→ **Goal of the exercise**
Search the data for the word "between". Reproduce every line where it is found.
++++
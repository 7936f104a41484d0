//! Backoff policy for classifier retries.

use std::time::Duration;

use webinfer_config::RetrySettings;
use webinfer_protocols::ClassificationError;

/// Retry configuration.
#[derive(Debug, Clone)]
pub struct RetryPolicy {
    /// Maximum number of retries after the first attempt.
    pub max_retries: u32,
    /// Base delay between retries.
    pub base_delay: Duration,
    /// Maximum delay between retries.
    pub max_delay: Duration,
    /// Exponential backoff multiplier.
    pub backoff_multiplier: f64,
    /// Add jitter to delays.
    pub jitter: bool,
}

impl Default for RetryPolicy {
    fn default() -> Self {
        Self::from(&RetrySettings::default())
    }
}

impl From<&RetrySettings> for RetryPolicy {
    fn from(settings: &RetrySettings) -> Self {
        Self {
            max_retries: settings.max_retries,
            base_delay: Duration::from_millis(settings.base_delay_ms),
            max_delay: Duration::from_millis(settings.max_delay_ms),
            backoff_multiplier: settings.backoff_multiplier,
            jitter: settings.jitter,
        }
    }
}

impl RetryPolicy {
    /// Policy without delays, for tests and offline classifiers.
    pub fn immediate(max_retries: u32) -> Self {
        Self {
            max_retries,
            base_delay: Duration::ZERO,
            max_delay: Duration::ZERO,
            backoff_multiplier: 1.0,
            jitter: false,
        }
    }

    /// Total attempts including the first one.
    pub fn max_attempts(&self) -> u32 {
        self.max_retries.saturating_add(1)
    }

    /// Calculate delay for a given zero-based attempt.
    pub fn delay_for_attempt(&self, attempt: u32) -> Duration {
        let delay = self.base_delay.as_millis() as f64
            * self.backoff_multiplier.powi(attempt.min(i32::MAX as u32) as i32);
        let delay = delay.min(self.max_delay.as_millis() as f64);

        let delay_ms = if self.jitter {
            let jitter = rand_jitter(delay * 0.1);
            (delay + jitter).max(0.0) as u64
        } else {
            delay as u64
        };

        Duration::from_millis(delay_ms)
    }

    /// Delay before retrying after `error`. A provider-supplied
    /// `retry-after` wins over backoff but is still capped at `max_delay`.
    pub fn delay_after(&self, error: &ClassificationError, attempt: u32) -> Duration {
        match error.retry_after() {
            Some(requested) => requested.min(self.max_delay),
            None => self.delay_for_attempt(attempt),
        }
    }
}

/// Simple jitter using system time.
fn rand_jitter(max: f64) -> f64 {
    use std::time::SystemTime;
    let nanos = SystemTime::now()
        .duration_since(SystemTime::UNIX_EPOCH)
        .map(|d| d.subsec_nanos())
        .unwrap_or(0);
    (nanos as f64 / u32::MAX as f64) * max * 2.0 - max
}

#[cfg(test)]
#[path = "retry_tests.rs"]
mod tests;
++++
→ **Solution to the problem**
    /// Base delay between retries.
    /// Maximum delay between retries.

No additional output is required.